[EXERCISE]: What you should write out is every line from the one containing "if let Ok(job)" to the end of the data, exactly and with nothing else.

START SOURCE DATA

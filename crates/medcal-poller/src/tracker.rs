//! Job status tracking.
//!
//! A [`JobTracker`] follows one job at a time. Each tracking session runs a
//! single task that fetches the job, publishes a [`TrackerSnapshot`], and
//! sleeps `poll_interval` before the next fetch until the job is terminal.
//! Only one status request is ever in flight per session.
//!
//! Every session owns a [`CancellationToken`] and a generation number.
//! State updates are applied only while both still match the live session,
//! so a response that arrives after `track` switched jobs, after `reset`, or
//! after the tracker was dropped is discarded.

use std::fmt;
use std::sync::Arc;
use std::time::Duration;

use parking_lot::Mutex;
use tokio::sync::watch;
use tokio_util::sync::CancellationToken;
use tracing::{debug, field, instrument, warn, Span};
use uuid::Uuid;

use medcal_core::{defaults, logging, Job, JobStatus, JobStatusSource, Result};

/// Callback fired once when the tracked job reaches a terminal status.
pub type JobCallback = Box<dyn FnOnce(&Job) + Send + 'static>;

/// Options for one tracking session.
pub struct TrackOptions {
    pub on_complete: Option<JobCallback>,
    pub on_error: Option<JobCallback>,
    pub poll_interval: Duration,
}

impl Default for TrackOptions {
    fn default() -> Self {
        Self {
            on_complete: None,
            on_error: None,
            poll_interval: Duration::from_millis(defaults::POLL_INTERVAL_MS),
        }
    }
}

impl fmt::Debug for TrackOptions {
    fn fmt(&self, f: &mut fmt::Formatter<'_>) -> fmt::Result {
        f.debug_struct("TrackOptions")
            .field("on_complete", &self.on_complete.is_some())
            .field("on_error", &self.on_error.is_some())
            .field("poll_interval", &self.poll_interval)
            .finish()
    }
}

impl TrackOptions {
    /// Fired with the job when it completes.
    pub fn on_complete<F>(mut self, callback: F) -> Self
    where
        F: FnOnce(&Job) + Send + 'static,
    {
        self.on_complete = Some(Box::new(callback));
        self
    }

    /// Fired with the job when it fails; `job.error` carries the message.
    pub fn on_error<F>(mut self, callback: F) -> Self
    where
        F: FnOnce(&Job) + Send + 'static,
    {
        self.on_error = Some(Box::new(callback));
        self
    }

    pub fn poll_interval(mut self, interval: Duration) -> Self {
        self.poll_interval = interval;
        self
    }
}

/// Observable state of the tracker.
#[derive(Debug, Clone, Default, PartialEq)]
pub struct TrackerSnapshot {
    /// Job currently being tracked.
    pub job_id: Option<Uuid>,
    /// Last job record fetched for `job_id`.
    pub job: Option<Job>,
    /// `round(100 * progress / total)`, `0` for an empty or unknown job.
    pub progress_percent: u8,
    pub is_polling: bool,
    pub is_complete: bool,
    pub is_failed: bool,
    /// Last transport failure; cleared by the next successful fetch.
    pub last_error: Option<String>,
}

struct Session {
    generation: u64,
    job_id: Option<Uuid>,
    token: CancellationToken,
    notified: bool,
    on_complete: Option<JobCallback>,
    on_error: Option<JobCallback>,
}

impl Session {
    fn idle() -> Self {
        Self {
            generation: 0,
            job_id: None,
            token: CancellationToken::new(),
            notified: false,
            on_complete: None,
            on_error: None,
        }
    }

    fn is_live(&self, generation: u64) -> bool {
        self.generation == generation && !self.token.is_cancelled()
    }
}

struct Shared {
    session: Mutex<Session>,
    state: watch::Sender<TrackerSnapshot>,
}

impl Shared {
    /// Apply one fetch result. Returns `None` when the session is stale,
    /// otherwise whether polling should stop.
    fn apply(&self, generation: u64, fetched: Result<Job>) -> Option<bool> {
        let mut session = self.session.lock();
        if !session.is_live(generation) {
            return None;
        }

        let job = match fetched {
            Ok(job) => job,
            Err(e) => {
                warn!(error = %e, "Job status fetch failed, will retry");
                let message = e.to_string();
                self.state.send_modify(|s| s.last_error = Some(message));
                return Some(false);
            }
        };

        let terminal = job.is_terminal();
        let callback = if terminal && !session.notified {
            session.notified = true;
            match job.status {
                JobStatus::Completed => session.on_complete.take(),
                _ => session.on_error.take(),
            }
        } else {
            None
        };

        self.state.send_modify(|s| {
            s.progress_percent = job.progress_percent();
            s.is_complete = job.status == JobStatus::Completed;
            s.is_failed = job.status == JobStatus::Failed;
            s.is_polling = !terminal;
            s.last_error = None;
            s.job = Some(job.clone());
        });
        drop(session);

        if let Some(callback) = callback {
            callback(&job);
        }
        Some(terminal)
    }
}

/// Follows a job to a terminal status through a [`JobStatusSource`].
///
/// Dropping the tracker stops any polling in progress.
pub struct JobTracker {
    source: Arc<dyn JobStatusSource>,
    shared: Arc<Shared>,
}

impl JobTracker {
    pub fn new<S: JobStatusSource + 'static>(source: S) -> Self {
        Self::with_source(Arc::new(source))
    }

    pub fn with_source(source: Arc<dyn JobStatusSource>) -> Self {
        let (state, _) = watch::channel(TrackerSnapshot::default());
        Self {
            source,
            shared: Arc::new(Shared {
                session: Mutex::new(Session::idle()),
                state,
            }),
        }
    }

    /// Start tracking `job_id`, abandoning any previous session.
    ///
    /// Callbacks fire at most once per job id: re-tracking a job that was
    /// already observed terminal does not fire again.
    pub fn track(&self, job_id: Uuid, options: TrackOptions) {
        let (generation, token) = {
            let mut session = self.shared.session.lock();
            session.token.cancel();
            if session.job_id != Some(job_id) {
                session.notified = false;
            }
            session.generation += 1;
            session.job_id = Some(job_id);
            session.token = CancellationToken::new();
            session.on_complete = options.on_complete;
            session.on_error = options.on_error;

            self.shared.state.send_replace(TrackerSnapshot {
                job_id: Some(job_id),
                is_polling: true,
                ..Default::default()
            });
            (session.generation, session.token.clone())
        };

        tokio::spawn(poll_loop(
            self.source.clone(),
            self.shared.clone(),
            job_id,
            generation,
            token,
            options.poll_interval,
        ));
    }

    /// Stop observing and clear all state.
    pub fn reset(&self) {
        let mut session = self.shared.session.lock();
        session.token.cancel();
        session.generation += 1;
        session.job_id = None;
        session.notified = false;
        session.on_complete = None;
        session.on_error = None;
        self.shared.state.send_replace(TrackerSnapshot::default());
    }

    pub fn snapshot(&self) -> TrackerSnapshot {
        self.shared.state.borrow().clone()
    }

    /// Receive every snapshot change.
    pub fn subscribe(&self) -> watch::Receiver<TrackerSnapshot> {
        self.shared.state.subscribe()
    }
}

impl Drop for JobTracker {
    fn drop(&mut self) {
        self.shared.session.lock().token.cancel();
    }
}

#[instrument(
    skip(source, shared, token),
    fields(subsystem = "poller", component = "tracker", job_status = field::Empty)
)]
async fn poll_loop(
    source: Arc<dyn JobStatusSource>,
    shared: Arc<Shared>,
    job_id: Uuid,
    generation: u64,
    token: CancellationToken,
    poll_interval: Duration,
) {
    loop {
        let fetched = tokio::select! {
            _ = token.cancelled() => break,
            fetched = source.job_status(job_id) => fetched,
        };
        if let Ok(job) = &fetched {
            Span::current().record(logging::JOB_STATUS, job.status.as_str());
        }

        match shared.apply(generation, fetched) {
            None => {
                debug!("Discarded response for abandoned session");
                break;
            }
            Some(true) => {
                debug!("Job reached terminal status");
                break;
            }
            Some(false) => {}
        }

        tokio::select! {
            _ = token.cancelled() => break,
            _ = tokio::time::sleep(poll_interval) => {}
        }
    }
}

END SOURCE DATA

[RESPONSE TO THIS EXERCISE]:
        if let Ok(job) = &fetched {
            Span::current().record(logging::JOB_STATUS, job.status.as_str());
        }

        match shared.apply(generation, fetched) {
            None => {
                debug!("Discarded response for abandoned session");
                break;
            }
            Some(true) => {
                debug!("Job reached terminal status");
                break;
            }
            Some(false) => {}
        }

        tokio::select! {
            _ = token.cancelled() => break,
            _ = tokio::time::sleep(poll_interval) => {}
        }
    }
}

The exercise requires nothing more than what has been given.